Chronique

Flin van Hemmen

Casting Spells & The Cove

Flin van Hemmen (p, Farfisa, perc), Todd Neufeld (g), Eivind Opsvik (b, gksp)

Label / Distribution : Neither Nor

Flin van Hemmen est sans doute l’un des musiciens les plus étranges et les plus empreints de curiosité que la scène internationale nous offre ces derniers temps. D’origine néerlandaise mais installé depuis longtemps tout près de l’avant-garde de New-York, on a déjà eu l’occasion d’entendre le batteur dans sa musique languide et alcaline sur le label Neither Nor, dans un désarçonnant Drums of Days. Le double album qu’il propose ici, en réalité deux disques distincts qui se répondent ou, mieux encore, se complètent, est l’occasion d’aller plus loin dans son univers très particulier tout en respectant la philosophie du label : le son est primordial et a une dimension physique, capable d’être sculpté.

Une facette magique aussi, c’est tout le sujet de Casting Spells, où on le retrouve principalement au piano, davantage que dans son premier volet. « Still Even » est au porte de l’étrange, avec cette phrase musicale mélancolique et répétitive du guitariste Todd Neufeld, qu’on a notamment entendu avec Tishawn Sorey. L’atmosphère est déstabilisante, avec l’usage d’un field recording lointain et la respiration des musiciens. Le contrebassiste Eivind Opsvik vient apporter un peu de cadre à cette lente dérive très onirique, à l’image de ses pizzicati dans le sinueux « Linedancing » alors que le piano s’échappe au milieu des re-recordings et des douces envolées de la guitare. On imagine parfois quelques bandes échappées de l’école de Canterbury dont on aurait éparpillé les morceaux pour en faire un collage abstrait.

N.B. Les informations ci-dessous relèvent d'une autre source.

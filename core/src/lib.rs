pub mod catalog;
pub mod context;
pub mod event_log;
pub mod session;
pub mod snapshot;
pub mod spoiler;
pub mod tracker;

// Re-exports for convenience
pub use catalog::{BossId, Catalog, CatalogError, CollectibleId, FlagId, Milestone};
pub use context::{
    ConfigError, SpoilerEvent, SpoilerWatcher, TrackerConfig, TrackerConfigExt, WatcherError,
};
pub use event_log::{EventKind, EventLog, EventRecord, LogWriteError};
pub use session::{PollOutcome, SessionOptions, SourceStatus, SpoilerStatus, TrackerSession};
pub use snapshot::{FlagSnapshot, JsonFileSource, SnapshotError, SnapshotPoll, SnapshotSource};
pub use spoiler::{Classifier, SpoilerError, SpoilerIndex, SpoilerParser};
pub use tracker::{MilestoneEvent, TrackingState, process_snapshot};
use hashbrown::{HashMap, HashSet};

use crate::catalog::{BossId, CollectibleId, FlagId};
use crate::snapshot::FlagSnapshot;

/// Everything the tracker remembers about one run.
/// Owned by the polling loop; never shared.
#[derive(Debug, Clone, Default)]
pub struct TrackingState {
    previous: HashMap<FlagId, bool>,
    /// Last derived value for the deduced collectible
    previous_deduced: Option<bool>,
    obtained: HashSet<CollectibleId>,
    defeated: HashSet<BossId>,
    initialized: bool,
}

impl TrackingState {
    pub fn new() -> Self {
        Self::default()
    }

    /// New run: forget everything, seed again on the next snapshot
    pub fn reset(&mut self) {
        self.reseed();
        self.obtained.clear();
        self.defeated.clear();
    }

    /// Forget flag history only. Used when the snapshot source reconnects so a
    /// burst of already-set flags is not mistaken for progress.
    pub fn reseed(&mut self) {
        self.previous.clear();
        self.previous_deduced = None;
        self.initialized = false;
    }

    pub fn is_initialized(&self) -> bool {
        self.initialized
    }

    pub(super) fn mark_initialized(&mut self) {
        self.initialized = true;
    }

    pub fn previous(&self, flag: FlagId) -> Option<bool> {
        self.previous.get(&flag).copied()
    }

    pub fn is_obtained(&self, id: CollectibleId) -> bool {
        self.obtained.contains(&id)
    }

    pub fn is_defeated(&self, id: BossId) -> bool {
        self.defeated.contains(&id)
    }

    pub fn obtained_count(&self) -> usize {
        self.obtained.len()
    }

    pub fn defeated_count(&self) -> usize {
        self.defeated.len()
    }

    /// Record the snapshot's value for `flag`. Returns true on a false→true
    /// edge. Absent flags keep their previous value; a flag seen for the
    /// first time only seeds.
    pub(super) fn observe(&mut self, flag: FlagId, snapshot: &FlagSnapshot) -> bool {
        let Some(now) = snapshot.get(flag) else {
            return false;
        };
        matches!(self.previous.insert(flag, now), Some(false)) && now
    }

    /// Value as of the latest snapshot that reported it
    pub(super) fn current(&self, flag: FlagId) -> bool {
        self.previous(flag).unwrap_or(false)
    }

    pub(super) fn observe_deduced(&mut self, now: bool) -> bool {
        matches!(self.previous_deduced.replace(now), Some(false)) && now
    }

    pub(super) fn insert_obtained(&mut self, id: CollectibleId) -> bool {
        self.obtained.insert(id)
    }

    pub(super) fn insert_defeated(&mut self, id: BossId) -> bool {
        self.defeated.insert(id)
    }
}
use serde::{Deserialize, Serialize};

#[derive(Debug, Clone, Copy, PartialEq, Eq, Hash, Serialize, Deserialize)]
pub enum EventKind {
    Collectible,
    Boss,
}

impl EventKind {
    pub fn verb(&self) -> &'static str {
        match self {
            EventKind::Collectible => "Obtained",
            EventKind::Boss => "Defeated",
        }
    }

    /// Heading for the resolved label line
    pub fn label_heading(&self) -> &'static str {
        match self {
            EventKind::Collectible => "Location",
            EventKind::Boss => "Encounter",
        }
    }
}

/// One resolved milestone. Never modified after it is appended.
#[derive(Debug, Clone, PartialEq, Eq, Serialize, Deserialize)]
pub struct EventRecord {
    pub kind: EventKind,
    pub primary_name: String,
    pub resolved_label: String,
    pub elapsed_ms: u64,
    /// Insertion order, starting at 1
    pub sequence: usize,
}
//! Error types for durable log output

use std::path::PathBuf;
use thiserror::Error;

#[derive(Debug, Error)]
pub enum LogWriteError {
    #[error("failed to create output directory {path}")]
    CreateDir {
        path: PathBuf,
        #[source]
        source: std::io::Error,
    },

    #[error("failed to write {path}")]
    WriteFile {
        path: PathBuf,
        #[source]
        source: std::io::Error,
    },

    #[error("failed to move {from} into place at {to}")]
    Rename {
        from: PathBuf,
        to: PathBuf,
        #[source]
        source: std::io::Error,
    },
}
//! Milestone catalog
//!
//! The catalog is data: which collectibles and bosses exist, which flags
//! report them, and the curated labels for well-known checks. Milestones
//! are referenced by index into the catalog so a different game version
//! only needs a different TOML document.

mod definition;
mod error;
mod loader;

pub use definition::{BossDefinition, CatalogConfig, CollectibleDefinition, NamedCheck};
pub use error::CatalogError;

use hashbrown::HashSet;

/// Opaque identifier of one boolean in the game's event flag store
pub type FlagId = u32;

#[derive(Debug, Clone, Copy, PartialEq, Eq, Hash, PartialOrd, Ord)]
pub struct CollectibleId(pub usize);

#[derive(Debug, Clone, Copy, PartialEq, Eq, Hash, PartialOrd, Ord)]
pub struct BossId(pub usize);

/// The unit the tracker reports on
#[derive(Debug, Clone, Copy, PartialEq, Eq, Hash)]
pub enum Milestone {
    Collectible(CollectibleId),
    Boss(BossId),
}

/// Validated catalog
#[derive(Debug, Clone)]
pub struct Catalog {
    collectible_label: String,
    boss_label: String,
    collectibles: Vec<CollectibleDefinition>,
    bosses: Vec<BossDefinition>,
    ordinal_flags: Vec<FlagId>,
    named_checks: Vec<NamedCheck>,
    replacement_suffixes: Vec<String>,
    deduced: CollectibleId,
}

impl Catalog {
    pub fn from_config(config: CatalogConfig) -> Result<Self, CatalogError> {
        let deduced: Vec<usize> = config
            .collectibles
            .iter()
            .enumerate()
            .filter_map(|(idx, c)| c.deduced.then_some(idx))
            .collect();
        if deduced.len() != 1 {
            return Err(CatalogError::DeducedCount {
                count: deduced.len(),
            });
        }
        if config.bosses.is_empty() {
            return Err(CatalogError::NoBosses);
        }

        let mut seen = HashSet::new();
        let all_flags = config
            .collectibles
            .iter()
            .map(|c| c.flag)
            .chain(config.ordinal_flags.iter().copied())
            .chain(config.bosses.iter().flat_map(|b| b.phases()));
        for flag in all_flags {
            if !seen.insert(flag) {
                return Err(CatalogError::DuplicateFlag { flag });
            }
        }

        Ok(Self {
            collectible_label: config.collectible_label,
            boss_label: config.boss_label,
            collectibles: config.collectibles,
            bosses: config.bosses,
            ordinal_flags: config.ordinal_flags,
            named_checks: config.named_checks,
            replacement_suffixes: config.replacement_suffixes,
            deduced: CollectibleId(deduced[0]),
        })
    }

    // Accessor methods

    pub fn collectible(&self, id: CollectibleId) -> &CollectibleDefinition {
        &self.collectibles[id.0]
    }

    pub fn boss(&self, id: BossId) -> &BossDefinition {
        &self.bosses[id.0]
    }

    pub fn collectible_ids(&self) -> impl Iterator<Item = CollectibleId> + '_ {
        (0..self.collectibles.len()).map(CollectibleId)
    }

    pub fn boss_ids(&self) -> impl Iterator<Item = BossId> + '_ {
        (0..self.bosses.len()).map(BossId)
    }

    /// Collectibles with a trustworthy acquisition flag
    pub fn specific_collectible_ids(&self) -> impl Iterator<Item = CollectibleId> + '_ {
        let deduced = self.deduced;
        self.collectible_ids().filter(move |id| *id != deduced)
    }

    /// The collectible whose state is inferred from ordinal flags
    pub fn deduced_collectible(&self) -> CollectibleId {
        self.deduced
    }

    pub fn collectible_count(&self) -> usize {
        self.collectibles.len()
    }

    pub fn boss_count(&self) -> usize {
        self.bosses.len()
    }

    pub fn ordinal_flags(&self) -> &[FlagId] {
        &self.ordinal_flags
    }

    pub fn named_checks(&self) -> &[NamedCheck] {
        &self.named_checks
    }

    pub fn replacement_suffixes(&self) -> &[String] {
        &self.replacement_suffixes
    }

    pub fn collectible_label(&self) -> &str {
        &self.collectible_label
    }

    pub fn boss_label(&self) -> &str {
        &self.boss_label
    }

    pub fn milestone_name(&self, milestone: Milestone) -> &str {
        match milestone {
            Milestone::Collectible(id) => &self.collectible(id).name,
            Milestone::Boss(id) => &self.boss(id).name,
        }
    }

    /// Fold free text naming a collectible onto its catalog entry
    pub fn normalize_collectible(&self, text: &str) -> Option<CollectibleId> {
        let lower = text.to_lowercase();
        self.collectibles
            .iter()
            .position(|c| lower.contains(&c.match_key.to_lowercase()))
            .map(CollectibleId)
    }

    /// Every flag the state machine diffs or counts
    pub fn tracked_flags(&self) -> impl Iterator<Item = FlagId> + '_ {
        self.bosses
            .iter()
            .map(|b| b.flag)
            .chain(self.collectibles.iter().map(|c| c.flag))
            .chain(self.ordinal_flags.iter().copied())
    }
}
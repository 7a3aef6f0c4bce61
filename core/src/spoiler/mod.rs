//! Spoiler documents
//!
//! A spoiler document is free-form text written by the randomizer. Three
//! line shapes are recognised (detailed placements, placement hints and boss
//! replacements); everything else is skipped.

mod classifier;
mod discovery;
mod error;
mod index;
mod parser;

pub use classifier::{
    Classifier, ClassifierRule, FALLBACK_MAX_CHARS, RuleKind, fallback_label, general_rules,
};
pub use discovery::{
    find_spoiler, is_spoiler_document, newest_document, same_document, seed_from_filename,
};
pub use error::SpoilerError;
pub use index::{Placement, SpoilerIndex, UNKNOWN_IDENTITY, UNKNOWN_LOCATION};
pub use parser::{SpoilerLine, SpoilerParser};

The Coves n’est guère différent, même si le parti-pris est plus mélodique. L’étourdissement s’atténue pour laisser la place à une sorte de récit où le silence n’est jamais loin. La voix n’est pas qu’un simple souffle, il y a des psalmodies et un ballottement, comme le flot des vagues (« Paradise Cove »). Le trio nous propose alors une forme d’état second appelé à être durable. L’usage des re-recordings et des effets en surplus des enregistrements de rue ou de foule, donne à Casting Spells/The Cove une atmosphère qui s’inspire de la musique électronique et de la musique concrète tout en gardant un parti-pris acoustique qui confère à cette oeuvre une couleur bien particulière. Une poésie gentiment incongrue et très prenante.